To what extent should companies be accountable, and what are the obligations of service providers? How can organisations be prepared in the face of unexpected data disruptions?

Local data services provide significant opportunities for businesses to improve operations – cost savings, accelerating data transmission, and improving application accessibility. The location where data is stored is also crucial; proper storage of data allows companies in Singapore to satisfy internal and external regulations under the Personal Data Protection Act of Singapore (PDPA).

Instead of purchasing and maintaining their own servers for data storage, companies can leverage ready-to-use services. In 2021, Singapore launched a new common data infrastructure – the Singapore Trade Data Exchange (SGTraDex) – to support data sharing between supply chain ecosystems, both locally and globally, through a public-private partnership involving maritime stakeholders including PSA International and Jurong Port, amongst others. Though local data centre infrastructures are widely available in Singapore, cloud companies must operate based on the “shared responsibility model.”

A lack of data protection opens the door to security risks 

Many companies assume they are exempt from the responsibility of backing up and safeguarding their data if they are using the cloud. However, this is a common misconception that exposes businesses to significant risks — irreversible data loss or losing access to their data.

Basic cloud tools typically retain data for only a few months, while numerous legal regulations require data to be stored for several years. Consequently, recovering data that has not been properly archived becomes a challenging task. The unavailability or loss of data can result in substantial financial losses for businesses, which includes downtime costs and customer attrition.

Given the rapid pace of data creation and modification, it is crucial for systematic protection to happen, with backups occurring as often as every few minutes.

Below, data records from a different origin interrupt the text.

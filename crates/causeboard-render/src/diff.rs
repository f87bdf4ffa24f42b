#![forbid(unsafe_code)]

//! Diff computation between documents.
//!
//! `DocumentDiff` compares two frames and lists the patches that turn the
//! first into the second. Regions compare by serialized markup and epoch,
//! so an unchanged region costs a string compare and emits nothing, while a
//! bumped epoch forces a replacement of identical markup.
//!
//! # Ordering
//!
//! Patches are emitted region replacements first (in [`RegionId`] order),
//! then text, class, and style updates, each in element key order. Hosts
//! may apply them sequentially without further sorting.
//!
//! # Usage
//!
//! ```
//! use causeboard_render::document::{Document, RegionId};
//! use causeboard_render::diff::DocumentDiff;
//! use causeboard_render::fragment::Node;
//!
//! let old = Document::new();
//! let mut new = Document::new();
//! new.set_region(RegionId::EventList, [Node::text("none")]);
//!
//! let diff = DocumentDiff::compute(Some(&old), &new);
//! assert_eq!(diff.len(), 1);
//!
//! // A second identical frame changes nothing.
//! assert!(DocumentDiff::compute(Some(&new), &new).is_empty());
//! ```

use std::collections::BTreeSet;

use crate::document::{Document, RegionId};
use crate::patch::DomPatch;

/// Ordered patch list produced by comparing two documents.
#[derive(Debug, Clone, Default, PartialEq, Eq)]
pub struct DocumentDiff {
    patches: Vec<DomPatch>,
}

impl DocumentDiff {
    #[must_use]
    pub fn new() -> Self {
        Self::default()
    }

    /// Compare `old` against `new`.
    ///
    /// With no previous frame every written region and element is emitted.
    /// A region present in `old` but not written in `new` is cleared.
    /// Element keys that disappear are left as they are on the page.
    #[must_use]
    pub fn compute(old: Option<&Document>, new: &Document) -> Self {
        #[cfg(feature = "tracing")]
        let _span = tracing::debug_span!(
            "document_diff",
            full = old.is_none(),
            regions = new.regions.len()
        )
        .entered();

        let empty = Document::default();
        let old = old.unwrap_or(&empty);
        let mut patches = Vec::new();

        for region in RegionId::ALL {
            match (old.regions.get(&region), new.regions.get(&region)) {
                (Some(before), Some(after))
                    if before == after
                        && old.region_epoch(region) == new.region_epoch(region) => {}
                (_, Some(after)) => patches.push(DomPatch::ReplaceRegion {
                    region,
                    html: after.clone(),
                }),
                (Some(_), None) => patches.push(DomPatch::ReplaceRegion {
                    region,
                    html: String::new(),
                }),
                (None, None) => {}
            }
        }

        for (element, text) in &new.texts {
            if old.texts.get(element) != Some(text) {
                patches.push(DomPatch::SetText {
                    element: element.clone(),
                    text: text.clone(),
                });
            }
        }

        let no_classes = BTreeSet::new();
        for (element, after) in &new.classes {
            let before = old.classes.get(element).unwrap_or(&no_classes);
            for class in after.difference(before) {
                patches.push(DomPatch::AddClass {
                    element: element.clone(),
                    class: class.clone(),
                });
            }
            for class in before.difference(after) {
                patches.push(DomPatch::RemoveClass {
                    element: element.clone(),
                    class: class.clone(),
                });
            }
        }

        for (element, style) in &new.styles {
            if old.styles.get(element) != Some(style) {
                patches.push(DomPatch::SetStyle {
                    element: element.clone(),
                    style: style.clone(),
                });
            }
        }

        Self { patches }
    }

    #[must_use]
    pub fn len(&self) -> usize {
        self.patches.len()
    }

    #[must_use]
    pub fn is_empty(&self) -> bool {
        self.patches.is_empty()
    }

    #[must_use]
    pub fn patches(&self) -> &[DomPatch] {
        &self.patches
    }

    #[must_use]
    pub fn into_patches(self) -> Vec<DomPatch> {
        self.patches
    }
}

#[cfg(test)]
mod tests {
    use super::*;
    use crate::fragment::{Element, Node};
    use causeboard_core::input::ElementKey;
    use pretty_assertions::assert_eq;

    fn doc_with_list(text: &str) -> Document {
        let mut doc = Document::new();
        doc.set_region(RegionId::CauseList, [Element::new("p").text(text).into()]);
        doc.set_region(RegionId::EventList, [Node::text("events")]);
        doc
    }

    #[test]
    fn first_frame_emits_everything() {
        let mut doc = doc_with_list("a");
        doc.set_text("stat".into(), "0");
        let diff = DocumentDiff::compute(None, &doc);
        assert_eq!(
            diff.patches(),
            &[
                DomPatch::ReplaceRegion {
                    region: RegionId::CauseList,
                    html: "<p>a</p>".into()
                },
                DomPatch::ReplaceRegion {
                    region: RegionId::EventList,
                    html: "events".into()
                },
                DomPatch::SetText {
                    element: "stat".into(),
                    text: "0".into()
                },
            ]
        );
    }

    #[test]
    fn unchanged_regions_are_skipped() {
        let old = doc_with_list("a");
        let new = doc_with_list("b");
        let diff = DocumentDiff::compute(Some(&old), &new);
        assert_eq!(
            diff.into_patches(),
            vec![DomPatch::ReplaceRegion {
                region: RegionId::CauseList,
                html: "<p>b</p>".into()
            }]
        );
    }

    #[test]
    fn bumped_epoch_replaces_identical_markup() {
        let mut old = doc_with_list("a");
        old.set_region_epoch(RegionId::CauseList, 1);
        let mut new = doc_with_list("a");
        new.set_region_epoch(RegionId::CauseList, 2);
        assert_eq!(
            DocumentDiff::compute(Some(&old), &new).into_patches(),
            vec![DomPatch::ReplaceRegion {
                region: RegionId::CauseList,
                html: "<p>a</p>".into()
            }]
        );

        let mut same = doc_with_list("a");
        same.set_region_epoch(RegionId::CauseList, 2);
        assert!(DocumentDiff::compute(Some(&new), &same).is_empty());
    }

    #[test]
    fn dropped_region_is_cleared() {
        let mut old = doc_with_list("a");
        old.set_region(RegionId::Toasts, [Node::text("hi")]);
        let new = doc_with_list("a");
        let diff = DocumentDiff::compute(Some(&old), &new);
        assert_eq!(
            diff.patches(),
            &[DomPatch::ReplaceRegion {
                region: RegionId::Toasts,
                html: String::new()
            }]
        );
    }

    #[test]
    fn class_sets_diff_both_ways() {
        let key = ElementKey::from("card");
        let mut old = Document::new();
        old.add_class(key.clone(), "a");
        old.add_class(key.clone(), "b");
        let mut new = Document::new();
        new.add_class(key.clone(), "b");
        new.add_class(key.clone(), "c");
        let diff = DocumentDiff::compute(Some(&old), &new);
        assert_eq!(
            diff.patches(),
            &[
                DomPatch::AddClass {
                    element: key.clone(),
                    class: "c".into()
                },
                DomPatch::RemoveClass {
                    element: key,
                    class: "a".into()
                },
            ]
        );
    }

    #[test]
    fn vanished_element_keys_emit_nothing() {
        let mut old = Document::new();
        old.set_text("gone".into(), "1");
        old.add_class("gone".into(), "visible");
        old.set_style("gone".into(), "display:none");
        assert!(DocumentDiff::compute(Some(&old), &Document::new()).is_empty());
    }

    #[test]
    fn style_change_emits_once() {
        let mut old = Document::new();
        old.set_style("preloader".into(), "");
        let mut new = Document::new();
        new.set_style("preloader".into(), "display:none");
        let diff = DocumentDiff::compute(Some(&old), &new);
        assert_eq!(diff.len(), 1);
        assert!(DocumentDiff::compute(Some(&new), &new).is_empty());
    }
}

Companies should prioritise data availability by implementing reliable backup policies tailored to their needs to ensure business growth.

Who is responsible for data handling? 

Despite the critical impact data losses can have on businesses, and the fact that many utilise cloud services and do not physically store data in their own infrastructure, there is still a significant lack of awareness amongst numerous organisations regarding the irreplaceable role they play in data management and security.

Cloud service providers offer service-level agreements that guarantee high availability of applications, server operations, and infrastructure, often with a 99.99% uptime guarantee. However, this assurance does not extend to the protection of consumer data. Instead, the concept falls under a model known as the “shared responsibility model,” a framework that outlines the cloud service provider’s area of responsibility regarding maintaining the security and availability of the service, and the customer’s responsibility to ensure secure use of the service.

With basic services, companies face restrictions and are typically limited to adding or removing users only. This results in a significant reduction in the responsibility the user bears. However, advanced services, such as the creation and management of virtual machines, allow the owner of the data to bear complete responsibility for data security. As the level of user flexibility increases, so does the level of responsibility the user bears.

Anticipating critical roadblocks

An organisation that lacks a robust and tested backup strategy will find itself at risk of losing control and access to its data. To avoid this, companies must conduct regular workload backups and implement a well-managed modern data protection strategy within their cloud. To further strengthen their defence and prepare themselves adequately against such undesirable data incidences, companies must be proactive in considering worst-case scenarios, primarily in the form of simulations for potential outages or cyberattacks.

Another important element in building ransomware resilience is the 3-2-1-1-0 backup rule. This ensures that companies have at least three copies of critical data on two different mediums, with at least one copy kept off-site while another copy is maintained as an immutable offline, or air-gapped, copy. Additionally, testing the data recovery procedure is equally important to guarantee error-free backups and execution according to the plan.

To facilitate the recovery process, backups should be accompanied by snapshots and/or replication. With snapshots, the system’s state at a specific point in time can be captured, allowing resources to be recovered to be identified. On the other hand, replication refers to copying information between different servers systematically. Combining these measures ensures that data is still available should an incident occur, all while increasing the accuracy and speed of data recovery.

Data breaches and cyberattacks are inevitable. The most effective strategy to protect businesses against such incidents is to develop and maintain a solid data recovery plan. The goal is to minimise losses to the business and strengthen their databases in the process.